The decline in sales activity, though, was a substantial 21.8%. More importantly, inventory rose by 31.2% in comparison to the same quarter from the previous year. Reflecting the incredible recent history of the New York apartment market, though, inventory levels remain 10.1% above the same quarter of 2006.
In a sign that the market is transitioning further into a buyer’s market, the average unit was on the market for 135 days. That is an increase of more than two weeks from the previous quarter and the first time in some time that quarterly average market time exceeded the rolling five year average of 126 days.
Because landlords have been waiting longer to sell their apartments, they have begun offering more substantial listing discounts and incentives to buy. Average discounts rose to 3.6% from the previous year’s second quarter figure of 2.2%.
The effects of the credit crunch and the slowing economy have had a greater impact on the New York market than any city-specific issues.
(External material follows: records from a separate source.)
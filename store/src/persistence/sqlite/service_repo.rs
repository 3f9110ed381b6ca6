//! Service records.

use sqlx::sqlite::SqliteRow;
use sqlx::Row;
use std::collections::BTreeMap;
use territory::{Outcome, ServiceRecord, ServiceStatistics};

use super::helpers::{
    date_value, get_date, get_joined, get_joined_code, get_opt_code, get_opt_timestamp,
};
use super::schedule_repo::grouped_counts;
use super::table::Table;
use super::value::Value;
use crate::error::StoreResult;
use crate::persistence::traits::Record;

const ORDER: &str = "data DESC, id DESC";

impl Record for ServiceRecord {
    const ENTITY: &'static str = "Service record";
    const TABLE: &'static str = "atendimentos";
    const COLUMNS: &'static [&'static str] =
        &["imovel_id", "unidade_id", "data", "resultado", "observacoes"];
    const VIEW: Option<&'static str> = Some(
        "SELECT a.*, i.numero AS property_number, i.tipo AS property_kind, \
                r.nome AS street_name, t.nome AS territory_name, u.numero AS unit_label \
         FROM atendimentos a \
         LEFT JOIN imoveis i ON i.id = a.imovel_id \
         LEFT JOIN ruas r ON r.id = i.rua_id \
         LEFT JOIN territorios t ON t.id = r.territorio_id \
         LEFT JOIN unidades u ON u.id = a.unidade_id",
    );
    const DEFAULT_ORDER: Option<&'static str> = Some(ORDER);

    fn id(&self) -> Option<i64> {
        self.id
    }

    fn set_id(&mut self, id: i64) {
        self.id = Some(id);
    }

    fn values(&self) -> Vec<Value> {
        vec![
            Value::Integer(self.property_id),
            Value::from(self.unit_id),
            date_value(self.date),
            Value::from(self.outcome.map(|o| o.as_str())),
            Value::from(self.notes.clone()),
        ]
    }

    fn from_row(row: &SqliteRow) -> StoreResult<Self> {
        Ok(Self {
            id: Some(row.try_get("id")?),
            property_id: row.try_get("imovel_id")?,
            unit_id: row.try_get("unidade_id")?,
            date: get_date(row, "data")?,
            outcome: get_opt_code(row, "resultado")?,
            notes: row.try_get("observacoes")?,
            recorded_at: get_opt_timestamp(row, "data_registro")?,
            property_number: get_joined(row, "property_number")?,
            property_kind: get_joined_code(row, "property_kind")?,
            street_name: get_joined(row, "street_name")?,
            territory_name: get_joined(row, "territory_name")?,
            unit_label: get_joined(row, "unit_label")?,
        })
    }
}

impl Table<ServiceRecord> {
    pub async fn get_by_property(&self, property_id: i64) -> StoreResult<Vec<ServiceRecord>> {
        self.select_where("imovel_id = ?", ORDER, &[Value::Integer(property_id)])
            .await
    }

    pub async fn get_by_unit(&self, unit_id: i64) -> StoreResult<Vec<ServiceRecord>> {
        self.select_where("unidade_id = ?", ORDER, &[Value::Integer(unit_id)])
            .await
    }

    /// The most recently registered records.
    pub async fn get_latest(&self, limit: i64) -> StoreResult<Vec<ServiceRecord>> {
        let sql = format!(
            "{} ORDER BY data_registro DESC, id DESC LIMIT ?",
            ServiceRecord::select_sql()
        );
        self.fetch(&sql, &[Value::Integer(limit)]).await
    }

    /// Totals by outcome, property kind, territory and month.
    pub async fn statistics(&self) -> StoreResult<ServiceStatistics> {
        let db = self.database();
        let total = db.fetch_scalar("SELECT COUNT(*) FROM atendimentos", &[]).await?;
        let raw_outcomes = grouped_counts(
            db,
            "SELECT resultado AS label, COUNT(*) AS total FROM atendimentos \
             GROUP BY resultado ORDER BY resultado",
        )
        .await?;
        // Legacy codes are folded into their current spelling.
        let mut by_outcome = BTreeMap::new();
        for (code, count) in raw_outcomes {
            let key = code
                .parse::<Outcome>()
                .map(|o| o.as_str().to_string())
                .unwrap_or(code);
            *by_outcome.entry(key).or_insert(0) += count;
        }
        let by_property_kind = grouped_counts(
            db,
            "SELECT i.tipo AS label, COUNT(*) AS total FROM atendimentos a \
             JOIN imoveis i ON i.id = a.imovel_id \
             GROUP BY i.tipo ORDER BY i.tipo",
        )
        .await?;
        let by_territory = grouped_counts(
            db,
            "SELECT t.nome AS label, COUNT(*) AS total FROM atendimentos a \
             JOIN imoveis i ON i.id = a.imovel_id \
             JOIN ruas r ON r.id = i.rua_id \
             JOIN territorios t ON t.id = r.territorio_id \
             GROUP BY t.nome ORDER BY t.nome",
        )
        .await?;
        let by_month = grouped_counts(
            db,
            "SELECT strftime('%Y-%m', data) AS label, COUNT(*) AS total FROM atendimentos \
             GROUP BY label ORDER BY label",
        )
        .await?;

        Ok(ServiceStatistics {
            total,
            by_outcome,
            by_property_kind,
            by_territory,
            by_month,
        })
    }
}
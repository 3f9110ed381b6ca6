//! Application configuration.
//!
//! Values are layered:
//! 1. Compiled-in defaults
//! 2. `config.json` in the data directory, when present. Only the fields it
//!    names are overridden.
//!
//! The data directory itself comes from:
//! 1. TERRITORIO_DATA_DIR environment variable
//! 2. The platform data directory (e.g. ~/.local/share/territorio)
//! 3. ./data (fallback for development)
//!
//! Relative paths in the configuration are resolved against the data directory.

use directories::ProjectDirs;
use serde::{Deserialize, Serialize};
use std::path::{Path, PathBuf};

pub const CONFIG_FILE_NAME: &str = "config.json";
const DATA_DIR_ENV: &str = "TERRITORIO_DATA_DIR";
const DEV_DATA_DIR: &str = "./data";

#[derive(Debug, thiserror::Error)]
pub enum ConfigError {
    #[error("Failed to read {path}: {source}")]
    Read {
        path: PathBuf,
        source: std::io::Error,
    },
    #[error("Invalid configuration in {path}: {source}")]
    Parse {
        path: PathBuf,
        source: serde_json::Error,
    },
}

#[derive(Debug, Clone, PartialEq, Serialize, Deserialize)]
#[serde(default)]
pub struct DatabaseConfig {
    pub path: PathBuf,
    pub backup_dir: PathBuf,
    pub backup_interval_days: u32,
    pub auto_backup: bool,
    pub backup_retention_days: u32,
    pub max_backup_files: usize,
}

impl Default for DatabaseConfig {
    fn default() -> Self {
        Self {
            path: PathBuf::from("database/territorios.db"),
            backup_dir: PathBuf::from("backups"),
            backup_interval_days: 7,
            auto_backup: true,
            backup_retention_days: 30,
            max_backup_files: 10,
        }
    }
}

#[derive(Debug, Clone, PartialEq, Serialize, Deserialize)]
#[serde(default)]
pub struct UiConfig {
    pub theme: String,
    pub language: String,
    pub font_size: String,
    pub show_welcome: bool,
}

impl Default for UiConfig {
    fn default() -> Self {
        Self {
            theme: "default".to_string(),
            language: "pt_BR".to_string(),
            font_size: "normal".to_string(),
            show_welcome: true,
        }
    }
}

#[derive(Debug, Clone, PartialEq, Serialize, Deserialize)]
#[serde(default)]
pub struct SessionConfig {
    pub timeout_minutes: i64,
    pub remember_login: bool,
}

impl Default for SessionConfig {
    fn default() -> Self {
        Self {
            timeout_minutes: 30,
            remember_login: false,
        }
    }
}

#[derive(Debug, Clone, PartialEq, Serialize, Deserialize)]
#[serde(default)]
pub struct NotificationConfig {
    pub enabled: bool,
    pub check_interval_minutes: u32,
    pub show_assignment_alerts: bool,
    /// How many days before an assignment's return date alerts start.
    pub alert_days_before: i64,
}

impl Default for NotificationConfig {
    fn default() -> Self {
        Self {
            enabled: true,
            check_interval_minutes: 15,
            show_assignment_alerts: true,
            alert_days_before: 5,
        }
    }
}

#[derive(Debug, Clone, PartialEq, Serialize, Deserialize)]
#[serde(default)]
pub struct ReportConfig {
    pub default_export_format: String,
    pub logo_path: PathBuf,
    pub max_cached_reports: usize,
}

impl Default for ReportConfig {
    fn default() -> Self {
        Self {
            default_export_format: "pdf".to_string(),
            logo_path: PathBuf::from("resources/logo.png"),
            max_cached_reports: 10,
        }
    }
}

#[derive(Debug, Clone, PartialEq, Serialize, Deserialize)]
#[serde(default)]
pub struct PathConfig {
    pub icons: PathBuf,
    pub styles: PathBuf,
    pub templates: PathBuf,
    pub exports: PathBuf,
}

impl Default for PathConfig {
    fn default() -> Self {
        Self {
            icons: PathBuf::from("resources/icons"),
            styles: PathBuf::from("resources/styles"),
            templates: PathBuf::from("resources/templates"),
            exports: PathBuf::from("exports"),
        }
    }
}

#[derive(Debug, Clone, PartialEq, Serialize, Deserialize)]
#[serde(default)]
pub struct DebugConfig {
    pub enabled: bool,
    pub log_level: String,
    pub log_to_file: bool,
    pub log_file: PathBuf,
}

impl Default for DebugConfig {
    fn default() -> Self {
        Self {
            enabled: false,
            log_level: "INFO".to_string(),
            log_to_file: true,
            log_file: PathBuf::from("logs/app.log"),
        }
    }
}

#[derive(Debug, Clone, Default, PartialEq, Serialize, Deserialize)]
#[serde(default)]
pub struct AppConfig {
    pub database: DatabaseConfig,
    pub ui: UiConfig,
    pub session: SessionConfig,
    pub notifications: NotificationConfig,
    pub reports: ReportConfig,
    pub paths: PathConfig,
    pub debug: DebugConfig,
    /// Base for every relative path above.
    #[serde(skip)]
    pub data_dir: PathBuf,
}

impl AppConfig {
    /// Load the configuration for `data_dir`, reading its `config.json` if present.
    pub fn load(data_dir: &Path) -> Result<Self, ConfigError> {
        let file = data_dir.join(CONFIG_FILE_NAME);
        let mut config = if file.exists() {
            Self::from_file(&file)?
        } else {
            Self::default()
        };
        config.data_dir = data_dir.to_path_buf();
        Ok(config)
    }

    /// Parse a JSON configuration document. Sections and fields it leaves
    /// out keep their defaults.
    pub fn from_file(path: &Path) -> Result<Self, ConfigError> {
        let raw = std::fs::read_to_string(path).map_err(|source| ConfigError::Read {
            path: path.to_path_buf(),
            source,
        })?;
        let config: Self = serde_json::from_str(&raw).map_err(|source| ConfigError::Parse {
            path: path.to_path_buf(),
            source,
        })?;
        tracing::debug!(path = %path.display(), "configuration loaded");
        Ok(config)
    }

    pub fn database_path(&self) -> PathBuf {
        self.resolve(&self.database.path)
    }

    pub fn backup_dir(&self) -> PathBuf {
        self.resolve(&self.database.backup_dir)
    }

    pub fn log_file(&self) -> PathBuf {
        self.resolve(&self.debug.log_file)
    }

    pub fn exports_dir(&self) -> PathBuf {
        self.resolve(&self.paths.exports)
    }

    /// `path` if absolute, otherwise joined onto the data directory.
    pub fn resolve(&self, path: &Path) -> PathBuf {
        if path.is_absolute() {
            path.to_path_buf()
        } else {
            self.data_dir.join(path)
        }
    }
}

/// Get the data directory.
///
/// Priority:
/// 1. TERRITORIO_DATA_DIR env variable if set
/// 2. the platform data directory if one can be determined
/// 3. ./data as fallback
pub fn get_data_dir() -> PathBuf {
    if let Ok(dir) = std::env::var(DATA_DIR_ENV) {
        return PathBuf::from(dir);
    }

    if let Some(dirs) = ProjectDirs::from("", "", "territorio") {
        return dirs.data_dir().to_path_buf();
    }

    PathBuf::from(DEV_DATA_DIR)
}

#[cfg(test)]
mod tests {
    use super::*;

    #[test]
    fn test_get_data_dir_fallback() {
        // Returns the env override when TERRITORIO_DATA_DIR is set
        let dir = get_data_dir();
        assert!(!dir.as_os_str().is_empty());
    }

    #[test]
    fn test_defaults_without_config_file() {
        let dir = tempfile::tempdir().unwrap();
        let config = AppConfig::load(dir.path()).unwrap();
        assert_eq!(config.session.timeout_minutes, 30);
        assert_eq!(config.notifications.alert_days_before, 5);
        assert_eq!(config.database.max_backup_files, 10);
        assert_eq!(
            config.database_path(),
            dir.path().join("database/territorios.db")
        );
    }

    #[test]
    fn test_partial_file_keeps_other_defaults() {
        let dir = tempfile::tempdir().unwrap();
        std::fs::write(
            dir.path().join(CONFIG_FILE_NAME),
            r#"{"session": {"timeout_minutes": 90}, "ui": {"theme": "dark"}, "extra": 1}"#,
        )
        .unwrap();

        let config = AppConfig::load(dir.path()).unwrap();
        assert_eq!(config.session.timeout_minutes, 90);
        assert!(!config.session.remember_login);
        assert_eq!(config.ui.theme, "dark");
        assert_eq!(config.ui.language, "pt_BR");
        assert_eq!(config.database, DatabaseConfig::default());
    }

    #[test]
    fn test_malformed_file_is_an_error() {
        let dir = tempfile::tempdir().unwrap();
        std::fs::write(dir.path().join(CONFIG_FILE_NAME), "{ not json").unwrap();
        let err = AppConfig::load(dir.path()).unwrap_err();
        assert!(matches!(err, ConfigError::Parse { .. }));
    }

    #[test]
    fn test_absolute_paths_are_kept() {
        let dir = tempfile::tempdir().unwrap();
        let mut config = AppConfig::load(dir.path()).unwrap();
        let elsewhere = dir.path().join("elsewhere").join("db.sqlite");
        config.database.path = elsewhere.clone();
        assert_eq!(config.database_path(), elsewhere);
    }
}
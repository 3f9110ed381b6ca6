//! Closed value sets persisted as short text codes.
//!
//! Every enum here has a stable on-disk code (`as_str`) and parses it back
//! with `FromStr`. Codes are what the SQL CHECK constraints and legacy rows
//! use, so they must never change.

use serde::{Deserialize, Serialize};
use std::fmt;
use std::str::FromStr;

/// A stored code that matched none of the known values.
#[derive(Debug, Clone, PartialEq, Eq, thiserror::Error)]
#[error("unknown {kind} code: {value:?}")]
pub struct ParseCodeError {
    pub kind: &'static str,
    pub value: String,
}

macro_rules! stored_code {
    (
        $(#[$meta:meta])*
        $name:ident, $label:literal {
            $( $variant:ident => $code:literal $(| $alias:literal)* ),+ $(,)?
        }
    ) => {
        $(#[$meta])*
        #[derive(Debug, Clone, Copy, PartialEq, Eq, Hash, Serialize, Deserialize)]
        pub enum $name {
            $( #[serde(rename = $code)] $variant ),+
        }

        impl $name {
            pub const ALL: &'static [$name] = &[$($name::$variant),+];

            pub fn as_str(self) -> &'static str {
                match self {
                    $( $name::$variant => $code ),+
                }
            }
        }

        impl FromStr for $name {
            type Err = ParseCodeError;

            fn from_str(s: &str) -> Result<Self, Self::Err> {
                match s {
                    $( $code $(| $alias)* => Ok($name::$variant), )+
                    other => Err(ParseCodeError {
                        kind: $label,
                        value: other.to_string(),
                    }),
                }
            }
        }

        impl fmt::Display for $name {
            fn fmt(&self, f: &mut fmt::Formatter<'_>) -> fmt::Result {
                f.write_str(self.as_str())
            }
        }
    };
}

stored_code! {
    /// What a property is. Buildings and village-blocks own units.
    PropertyKind, "property kind" {
        Residential => "residencial",
        Commercial => "comercial",
        Building => "predio",
        VillageBlock => "vila",
    }
}

impl PropertyKind {
    pub fn is_multi_unit(self) -> bool {
        matches!(self, PropertyKind::Building | PropertyKind::VillageBlock)
    }
}

stored_code! {
    /// Lifecycle of an assignment. Only `Active -> Completed` is allowed.
    AssignmentStatus, "assignment status" {
        Active => "ativo",
        Completed => "concluido",
    }
}

stored_code! {
    /// Result of a visit. Older rows stored visited-only as `visitado`.
    Outcome, "service outcome" {
        Positive => "positivo",
        OccupantAbsent => "ocupante-ausente",
        Declined => "recusou-atendimento",
        VisitedOnly => "apenas-visitado" | "visitado",
    }
}

stored_code! {
    GateType, "gate type" {
        AroundTheClock => "24-horas",
        Electronic => "eletronica",
        Daytime => "diurna",
        NoGate => "sem-portaria",
        Other => "outro",
    }
}

stored_code! {
    AccessType, "access type" {
        Easy => "facil",
        Restricted => "restrito",
        Intercom => "interfone",
        Difficult => "dificil",
    }
}

stored_code! {
    ActivityKind, "activity kind" {
        Login => "login",
        Logout => "logout",
        Create => "criar",
        Edit => "editar",
        Delete => "excluir",
        View => "visualizar",
    }
}

stored_code! {
    NotificationKind, "notification kind" {
        Info => "info",
        Alert => "alerta",
        Error => "erro",
    }
}

stored_code! {
    /// Read lifecycle of a notification.
    NotificationStatus, "notification status" {
        Unread => "nao_lida",
        Read => "lida",
        Archived => "arquivada",
    }
}

stored_code! {
    /// The four report families a user can build or save.
    ReportKind, "report kind" {
        ServiceRecords => "atendimentos",
        Territories => "territorios",
        Assignments => "designacoes",
        Buildings => "predios_vilas",
    }
}

/// Access level of a user. Stored as the integer 1, 2 or 3.
#[derive(Debug, Clone, Copy, PartialEq, Eq, PartialOrd, Ord, Hash, Serialize, Deserialize)]
#[serde(try_from = "i64", into = "i64")]
pub enum PermissionLevel {
    Basic,
    Manager,
    Admin,
}

impl PermissionLevel {
    pub fn as_i64(self) -> i64 {
        match self {
            PermissionLevel::Basic => 1,
            PermissionLevel::Manager => 2,
            PermissionLevel::Admin => 3,
        }
    }

    pub fn label(self) -> &'static str {
        match self {
            PermissionLevel::Basic => "Basic",
            PermissionLevel::Manager => "Manager",
            PermissionLevel::Admin => "Administrator",
        }
    }
}

impl TryFrom<i64> for PermissionLevel {
    type Error = ParseCodeError;

    fn try_from(value: i64) -> Result<Self, Self::Error> {
        match value {
            1 => Ok(PermissionLevel::Basic),
            2 => Ok(PermissionLevel::Manager),
            3 => Ok(PermissionLevel::Admin),
            other => Err(ParseCodeError {
                kind: "permission level",
                value: other.to_string(),
            }),
        }
    }
}

impl From<PermissionLevel> for i64 {
    fn from(level: PermissionLevel) -> Self {
        level.as_i64()
    }
}

/// Weekday names accepted on a field trip, Sunday first.
pub const WEEKDAY_NAMES: [&str; 7] = [
    "Domingo",
    "Segunda-feira",
    "Terça-feira",
    "Quarta-feira",
    "Quinta-feira",
    "Sexta-feira",
    "Sábado",
];

/// Weekday name for `date` as stored on a field trip.
pub fn weekday_name(date: chrono::NaiveDate) -> &'static str {
    use chrono::Datelike;
    WEEKDAY_NAMES[date.weekday().num_days_from_sunday() as usize]
}

#[cfg(test)]
mod tests {
    use super::*;

    #[test]
    fn codes_parse_back() {
        for kind in PropertyKind::ALL {
            assert_eq!(kind.as_str().parse::<PropertyKind>().unwrap(), *kind);
        }
        for outcome in Outcome::ALL {
            assert_eq!(outcome.as_str().parse::<Outcome>().unwrap(), *outcome);
        }
    }

    #[test]
    fn legacy_visited_code_is_accepted() {
        assert_eq!("visitado".parse::<Outcome>().unwrap(), Outcome::VisitedOnly);
        assert_eq!(Outcome::VisitedOnly.as_str(), "apenas-visitado");
    }

    #[test]
    fn unknown_code_is_rejected() {
        let err = "casa".parse::<PropertyKind>().unwrap_err();
        assert_eq!(err.kind, "property kind");
        assert_eq!(err.value, "casa");
    }

    #[test]
    fn multi_unit_kinds() {
        assert!(PropertyKind::Building.is_multi_unit());
        assert!(PropertyKind::VillageBlock.is_multi_unit());
        assert!(!PropertyKind::Residential.is_multi_unit());
        assert!(!PropertyKind::Commercial.is_multi_unit());
    }

    #[test]
    fn permission_levels_are_ordered() {
        assert!(PermissionLevel::Admin > PermissionLevel::Manager);
        assert_eq!(PermissionLevel::try_from(2).unwrap(), PermissionLevel::Manager);
        assert!(PermissionLevel::try_from(4).is_err());
    }

    #[test]
    fn serde_uses_stored_codes() {
        let json = serde_json::to_string(&NotificationStatus::Unread).unwrap();
        assert_eq!(json, "\"nao_lida\"");
        let level: PermissionLevel = serde_json::from_str("3").unwrap();
        assert_eq!(level, PermissionLevel::Admin);
    }

    #[test]
    fn weekday_names_follow_the_calendar() {
        let tuesday = chrono::NaiveDate::from_ymd_opt(2024, 6, 4).unwrap();
        assert_eq!(weekday_name(tuesday), "Terça-feira");
        let sunday = chrono::NaiveDate::from_ymd_opt(2024, 6, 2).unwrap();
        assert_eq!(weekday_name(sunday), "Domingo");
    }
}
Foreign buyers, however, continue to have a sharp edge over domestic competitors. Those with significant holdings of Euros and Pounds have seen a steadily high rate of exchange for the past two quarters, and, for the most part, have not been as affected by the global credit crunch.
The luxury market, in particular, has become a prime investment for many with non-dollar cash holdings. Though the luxury market during the second quarter was up 37.5% from the 2Q of 2007, the demand has “eased off” of the record prices of the previous quarter, as median prices fell by 0.8%.
The condo and co-op markets behaved in relatively similar manners during the quarter, though inventory was somewhat higher in the condo market.
The loft market, however, performed the strongest during the quarter. Sales activity increased, and that kept the growth in inventory levels to extremely low. Average prices rose by about 3% and reached a record level of $1,700,000.
In all, it was an interesting quarter for the market. The strength of the fundamentals of the New York apartment market was readily apparent, as the market held up to the strain of the financial industry announcing over 70,000 layoffs.
The market seems to be shifting firmly in the direction of a buyer’s market, but its resilience suggests that the market may not last especially long.